Der Unabhängige Verwaltungssenat für die Steiermark hat durch das Senatsmitglied Dr. Herbert Thaller über die Berufung des Herrn Dr. R. T., p.A. Sch.-gasse 31, G., gegen das Straferkenntnis der Bundespolizeidirektion Graz vom 21.09.1995, GZ.: III/St-1015/95, wie folgt entschieden:

Gemäß § 66 Abs 4 Allgemeines Verwaltungsverfahrensgesetz 1991 (im folgenden AVG) in Verbindung mit § 24 Verwaltungsstrafgesetz 1991 (im folgenden VStG) wird der Berufung Folge gegeben, das angefochtene Straferkenntnis behoben und das Verfahren gemäß § 45 Abs 1 Z 2 VStG eingestellt.

Text

Mit dem angefochtenen Straferkenntnis wurde über den Berufungswerber eine Geldstrafe von S 800,--, im Uneinbringlichkeitsfall eine Ersatzarreststrafe von 1 Tag, verhängt, weil er entgegen § 22 Abs 1 Z 2 Meldegesetz am 05.12.1994 beim Gemeindeamt M. W. eine Anmeldung in M. W. Nr. 16 vorgenommen habe, obwohl keine Unterkunftsnahme erfolgt sei.

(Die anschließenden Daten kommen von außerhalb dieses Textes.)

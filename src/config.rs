
use std::fs::File;
use std::path::Path;

use serde::{Serialize, Deserialize};
use thiserror::Error;

pub const NUM_CODES:usize         = 32;		// Number of CDMA codes
pub const NON_ALLOCATED_PRN:usize = 36;		// Searched to estimate the false-alarm floor
pub const MAX_CHANNELS:usize      = 12;
pub const CPU_CORES:usize         = 2;
pub const MEASUREMENT_INT_MS:usize  = 100;
pub const MEASUREMENT_DELAY:usize   = 10;	// Measurements marked navigate before the flag goes valid
pub const CORR_SPACING_CHIPS:f64    = 0.5;
pub const MAX_DOPPLER_HZ:f64        = 7000.0;
pub const PLL_BN_HZ:f64 = 15.0;
pub const FLL_BN_HZ:f64 = 10.0;
pub const DLL_BN_HZ:f64 = 2.0;
pub const AGC_BITS:usize = 5;
pub const AGC_LOW:usize  = 4;
pub const AGC_HIGH:usize = 16;

#[derive(Debug, Error)]
pub enum ConfigError {
	#[error("sample rate {0:.1} [sps] is below the 1.023 [Mcps] chip rate")]
	SampleRateTooLow(f64),
	#[error("block size must be nonzero")]
	ZeroBlockSize,
	#[error("channel count must be in 1..={}, got {0}", NUM_CODES)]
	BadChannelCount(usize),
	#[error("{channels} channels do not divide evenly across {cores} correlator cores")]
	UnevenChannelPartition{ channels:usize, cores:usize },
	#[error("this engine drives a single antenna, got {0}")]
	UnsupportedAntennaCount(usize),
	#[error("AGC bit depths must satisfy 1 <= low <= target <= high <= 16, got {low}/{target}/{high}")]
	BadAgcBits{ low:usize, target:usize, high:usize },
	#[error("doppler search range [{min:.1}, {max:.1}] [Hz] is empty or exceeds +/-{limit:.1} [Hz]")]
	BadDopplerRange{ min:f64, max:f64, limit:f64 },
	#[error("doppler step must be positive, got {0:.1} [Hz]")]
	BadDopplerStep(f64),
	#[error("test statistic thresholds and margins must be positive, margins at least 1.0")]
	BadDetectionPolicy,
	#[error("loop bandwidth must be positive, got {0:.2} [Hz]")]
	BadLoopBandwidth(f64),
	#[error("correlator spacing must be in (0.0, 1.0] chips, got {0:.2}")]
	BadCorrelatorSpacing(f64),
	#[error("{0} must be nonzero")]
	ZeroCount(&'static str),
	#[error("task priority {name} = {value} outside 1..=99")]
	BadPriority{ name:&'static str, value:i32 },
	#[error("task priorities must order ingest > correlator > tracking > sv_select > acquisition")]
	PriorityOrder,
	#[error("wanted PRN list must name distinct PRNs in 1..={}", NUM_CODES)]
	BadPrnList,
	#[error("unable to read configuration file: {0}")]
	Io(#[from] std::io::Error),
	#[error("unable to parse configuration file: {0}")]
	Parse(#[from] serde_json::Error),
}

#[derive(Debug, Clone, Copy, PartialEq, Serialize, Deserialize)]
pub enum SampleFormat {
	I16Complex,
	I8Complex,
	I16Real,
}

#[derive(Debug, Clone, Copy, Serialize, Deserialize)]
pub struct AgcConfig {
	pub target_bits:usize,
	pub low_bits:usize,
	pub high_bits:usize,
}

impl Default for AgcConfig {
	fn default() -> Self { Self{ target_bits: AGC_BITS, low_bits: AGC_LOW, high_bits: AGC_HIGH } }
}

#[derive(Debug, Clone, Serialize, Deserialize)]
pub struct SourceConfig {
	pub fs_sps:f64,
	#[serde(default = "default_format")]
	pub format:SampleFormat,
	/// Center frequency of a real-sampled IF stream; zero for complex baseband
	#[serde(default)]
	pub if_hz:f64,
	#[serde(default = "default_block_size")]
	pub block_size:usize,
	#[serde(default = "default_antennas")]
	pub antennas:usize,
	#[serde(default)]
	pub agc:AgcConfig,
}

fn default_format() -> SampleFormat { SampleFormat::I16Complex }
fn default_block_size() -> usize { crate::io::BUFFER_SIZE }
fn default_antennas() -> usize { 1 }

impl SourceConfig {
	pub fn new(fs_sps:f64) -> Self {
		Self{ fs_sps, format: default_format(), if_hz: 0.0, block_size: default_block_size(),
			antennas: 1, agc: AgcConfig::default() }
	}

	/// Nominal number of samples in one 1 [ms] code period
	pub fn samples_per_code(&self) -> usize { (self.fs_sps / 1000.0) as usize }
}

#[derive(Debug, Clone, Copy, PartialEq, Serialize, Deserialize)]
pub enum SignalClass {
	Strong,
	Medium,
	Weak,
}

#[derive(Debug, Clone, Copy, Serialize, Deserialize)]
pub struct DetectionClass {
	pub test_stat_threshold:f64,
	pub non_coherent_sums:usize,
}

#[derive(Debug, Clone, Serialize, Deserialize)]
pub struct AcquisitionConfig {
	pub doppler_min_hz:f64,
	pub doppler_max_hz:f64,
	pub doppler_step_hz:f64,
	pub strong:DetectionClass,
	pub medium:DetectionClass,
	pub weak:DetectionClass,
	/// Main peak over best peak more than one chip away
	pub second_peak_margin:f64,
	/// Main peak over the PRN-36 noise floor estimate
	pub noise_floor_margin:f64,
}

impl Default for AcquisitionConfig {
	fn default() -> Self {
		Self{
			doppler_min_hz: -MAX_DOPPLER_HZ,
			doppler_max_hz:  MAX_DOPPLER_HZ,
			doppler_step_hz: 500.0,
			strong: DetectionClass{ test_stat_threshold: 0.008, non_coherent_sums: 1  },
			medium: DetectionClass{ test_stat_threshold: 0.005, non_coherent_sums: 4  },
			weak:   DetectionClass{ test_stat_threshold: 0.003, non_coherent_sums: 16 },
			second_peak_margin: 1.5,
			noise_floor_margin: 2.0,
		}
	}
}

impl AcquisitionConfig {
	pub fn class(&self, class:SignalClass) -> DetectionClass {
		match class {
			SignalClass::Strong => self.strong,
			SignalClass::Medium => self.medium,
			SignalClass::Weak   => self.weak,
		}
	}
}

#[derive(Debug, Clone, Serialize, Deserialize)]
pub struct TrackingConfig {
	pub pll_bw_hz:f64,
	pub fll_bw_hz:f64,
	pub dll_bw_hz:f64,
	pub carrier_aiding:bool,
	pub correlator_spacing_chips:f64,
	/// Consecutive locked intervals required to leave pull-in
	pub pull_in_locks:usize,
	/// Pull-in intervals allowed before the channel gives up
	pub pull_in_limit_ms:usize,
	pub cn0_lock_dbhz:f64,
	pub cn0_drop_dbhz:f64,
	pub carrier_lock_enter:f64,
	pub carrier_lock_exit:f64,
	pub lock_fail_limit:usize,
	pub measurement_interval_ms:usize,
	pub navigate_ready_delay:usize,
}

impl Default for TrackingConfig {
	fn default() -> Self {
		Self{
			pll_bw_hz: PLL_BN_HZ,
			fll_bw_hz: FLL_BN_HZ,
			dll_bw_hz: DLL_BN_HZ,
			carrier_aiding: true,
			correlator_spacing_chips: CORR_SPACING_CHIPS,
			pull_in_locks: 20,
			pull_in_limit_ms: 1500,
			cn0_lock_dbhz: 31.0,
			cn0_drop_dbhz: 28.0,
			carrier_lock_enter: 0.75,
			carrier_lock_exit: 0.55,
			lock_fail_limit: 50,
			measurement_interval_ms: MEASUREMENT_INT_MS,
			navigate_ready_delay: MEASUREMENT_DELAY,
		}
	}
}

#[derive(Debug, Clone, Serialize, Deserialize)]
pub struct SvSelectConfig {
	pub signal_class:SignalClass,
	pub reacq_backoff_ms:usize,
	/// Give a strong candidate the weakest occupied slot when none are free
	pub allow_reassignment:bool,
	/// Scheduler housekeeping cadence
	pub survey_interval_ms:usize,
	/// Searches between PRN-36 noise floor refreshes; zero disables
	pub noise_floor_interval:usize,
	#[serde(default = "default_wanted_prns")]
	pub wanted_prns:Vec<usize>,
}

fn default_wanted_prns() -> Vec<usize> { (1..=NUM_CODES).collect() }

impl Default for SvSelectConfig {
	fn default() -> Self {
		Self{
			signal_class: SignalClass::Strong,
			reacq_backoff_ms: 2000,
			allow_reassignment: false,
			survey_interval_ms: MEASUREMENT_INT_MS,
			noise_floor_interval: 16,
			wanted_prns: default_wanted_prns(),
		}
	}
}

#[derive(Debug, Clone, Copy, Serialize, Deserialize)]
pub struct TaskPriorities {
	pub sample_ingest:i32,
	pub correlator:i32,
	pub ephemeris:i32,
	pub pvt:i32,
	pub tracking:i32,
	pub command:i32,
	pub telemetry:i32,
	pub sv_select:i32,
	pub acquisition:i32,
}

impl Default for TaskPriorities {
	fn default() -> Self {
		Self{
			sample_ingest: 99,
			correlator:    98,
			ephemeris:     97,
			pvt:           96,
			tracking:      95,
			command:       93,
			telemetry:     92,
			sv_select:     91,
			acquisition:   70,
		}
	}
}

impl TaskPriorities {
	pub fn named(&self) -> [(&'static str, i32); 9] {
		[("sample_ingest", self.sample_ingest), ("correlator", self.correlator),
		 ("ephemeris", self.ephemeris), ("pvt", self.pvt), ("tracking", self.tracking),
		 ("command", self.command), ("telemetry", self.telemetry),
		 ("sv_select", self.sv_select), ("acquisition", self.acquisition)]
	}
}

#[derive(Debug, Clone, Serialize, Deserialize)]
pub struct FabricConfig {
	/// Apply SCHED_FIFO priorities; disable for file post-processing
	pub realtime:bool,
	pub lock_memory:bool,
	#[serde(default)]
	pub priorities:TaskPriorities,
}

impl Default for FabricConfig {
	fn default() -> Self { Self{ realtime: true, lock_memory: false, priorities: TaskPriorities::default() } }
}

#[derive(Debug, Clone, Serialize, Deserialize)]
pub struct ReceiverConfig {
	pub source:SourceConfig,
	#[serde(default = "default_max_channels")]
	pub max_channels:usize,
	#[serde(default = "default_cpu_cores")]
	pub cpu_cores:usize,
	#[serde(default)]
	pub acquisition:AcquisitionConfig,
	#[serde(default)]
	pub tracking:TrackingConfig,
	#[serde(default)]
	pub sv_select:SvSelectConfig,
	#[serde(default)]
	pub fabric:FabricConfig,
}

fn default_max_channels() -> usize { MAX_CHANNELS }
fn default_cpu_cores() -> usize { CPU_CORES }

impl ReceiverConfig {

	pub fn new(fs_sps:f64) -> Self {
		Self{
			source: SourceConfig::new(fs_sps),
			max_channels: MAX_CHANNELS,
			cpu_cores: CPU_CORES,
			acquisition: AcquisitionConfig::default(),
			tracking: TrackingConfig::default(),
			sv_select: SvSelectConfig::default(),
			fabric: FabricConfig::default(),
		}
	}

	pub fn from_file<P: AsRef<Path>>(path:P) -> Result<Self, ConfigError> {
		let file = File::open(path)?;
		let cfg:Self = serde_json::from_reader(file)?;
		cfg.validate()?;
		Ok(cfg)
	}

	pub fn validate(&self) -> Result<(), ConfigError> {
		if !(self.source.fs_sps.is_finite() && self.source.fs_sps >= 1.023e6) {
			return Err(ConfigError::SampleRateTooLow(self.source.fs_sps));
		}
		if self.source.block_size == 0 { return Err(ConfigError::ZeroBlockSize); }
		if self.source.antennas != 1 { return Err(ConfigError::UnsupportedAntennaCount(self.source.antennas)); }

		if self.max_channels == 0 || self.max_channels > NUM_CODES {
			return Err(ConfigError::BadChannelCount(self.max_channels));
		}
		if self.cpu_cores == 0 || self.max_channels % self.cpu_cores != 0 {
			return Err(ConfigError::UnevenChannelPartition{ channels: self.max_channels, cores: self.cpu_cores });
		}

		let agc = &self.source.agc;
		if agc.low_bits < 1 || agc.low_bits > agc.target_bits || agc.target_bits > agc.high_bits || agc.high_bits > 16 {
			return Err(ConfigError::BadAgcBits{ low: agc.low_bits, target: agc.target_bits, high: agc.high_bits });
		}

		let acq = &self.acquisition;
		let doppler_limit:f64 = 50_000.0;
		if acq.doppler_min_hz >= acq.doppler_max_hz
			|| acq.doppler_min_hz < -doppler_limit || acq.doppler_max_hz > doppler_limit {
			return Err(ConfigError::BadDopplerRange{ min: acq.doppler_min_hz, max: acq.doppler_max_hz, limit: doppler_limit });
		}
		if !(acq.doppler_step_hz > 0.0) { return Err(ConfigError::BadDopplerStep(acq.doppler_step_hz)); }
		for class in &[acq.strong, acq.medium, acq.weak] {
			if !(class.test_stat_threshold > 0.0) || class.non_coherent_sums == 0 {
				return Err(ConfigError::BadDetectionPolicy);
			}
		}
		if acq.second_peak_margin < 1.0 || acq.noise_floor_margin < 1.0 {
			return Err(ConfigError::BadDetectionPolicy);
		}

		let trk = &self.tracking;
		for bw in &[trk.pll_bw_hz, trk.fll_bw_hz, trk.dll_bw_hz] {
			if !(*bw > 0.0) { return Err(ConfigError::BadLoopBandwidth(*bw)); }
		}
		if !(trk.correlator_spacing_chips > 0.0 && trk.correlator_spacing_chips <= 1.0) {
			return Err(ConfigError::BadCorrelatorSpacing(trk.correlator_spacing_chips));
		}
		if trk.pull_in_locks == 0        { return Err(ConfigError::ZeroCount("pull_in_locks")); }
		if trk.pull_in_limit_ms == 0     { return Err(ConfigError::ZeroCount("pull_in_limit_ms")); }
		if trk.lock_fail_limit == 0      { return Err(ConfigError::ZeroCount("lock_fail_limit")); }
		if trk.measurement_interval_ms == 0 { return Err(ConfigError::ZeroCount("measurement_interval_ms")); }
		if trk.navigate_ready_delay == 0 { return Err(ConfigError::ZeroCount("navigate_ready_delay")); }

		if self.sv_select.survey_interval_ms == 0 { return Err(ConfigError::ZeroCount("survey_interval_ms")); }
		if self.sv_select.wanted_prns.is_empty() { return Err(ConfigError::BadPrnList); }
		let mut seen = [false; NUM_CODES + 1];
		for prn in &self.sv_select.wanted_prns {
			if *prn == 0 || *prn > NUM_CODES || seen[*prn] { return Err(ConfigError::BadPrnList); }
			seen[*prn] = true;
		}

		let p = &self.fabric.priorities;
		for &(name, value) in p.named().iter() {
			if value < 1 || value > 99 { return Err(ConfigError::BadPriority{ name, value }); }
		}
		if !(p.sample_ingest > p.correlator && p.correlator > p.tracking
			&& p.tracking > p.sv_select && p.sv_select > p.acquisition) {
			return Err(ConfigError::PriorityOrder);
		}

		Ok(())
	}

}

Im wesentlichen begründet die belangte Behörde die Bestrafung des Berufungswerbers damit, daß infolge der vom Berufungswerber nicht erfolgten Unterkunftnahme eine Anmeldung vorgenommen wurde. Es liege nach Meinung der belangten Behörde eine Unterkunftnahme vor, wenn von einer Wohnung oder Unterkunft widmungsgemäßer Gebrauch gemacht werde. Dies sei grundsätzlich erst dann der Fall, wenn eine Person die Wohnung tatsächlich zum Wohnen oder Schlafen benützt. Die fehlende Benützungsbewilligung und der fehlende Stromanschluß hätten zum Zeitpunkt der Anmeldung eine Unterkunftnahme der Wohnung durch den Berufungswerber unmöglich gemacht.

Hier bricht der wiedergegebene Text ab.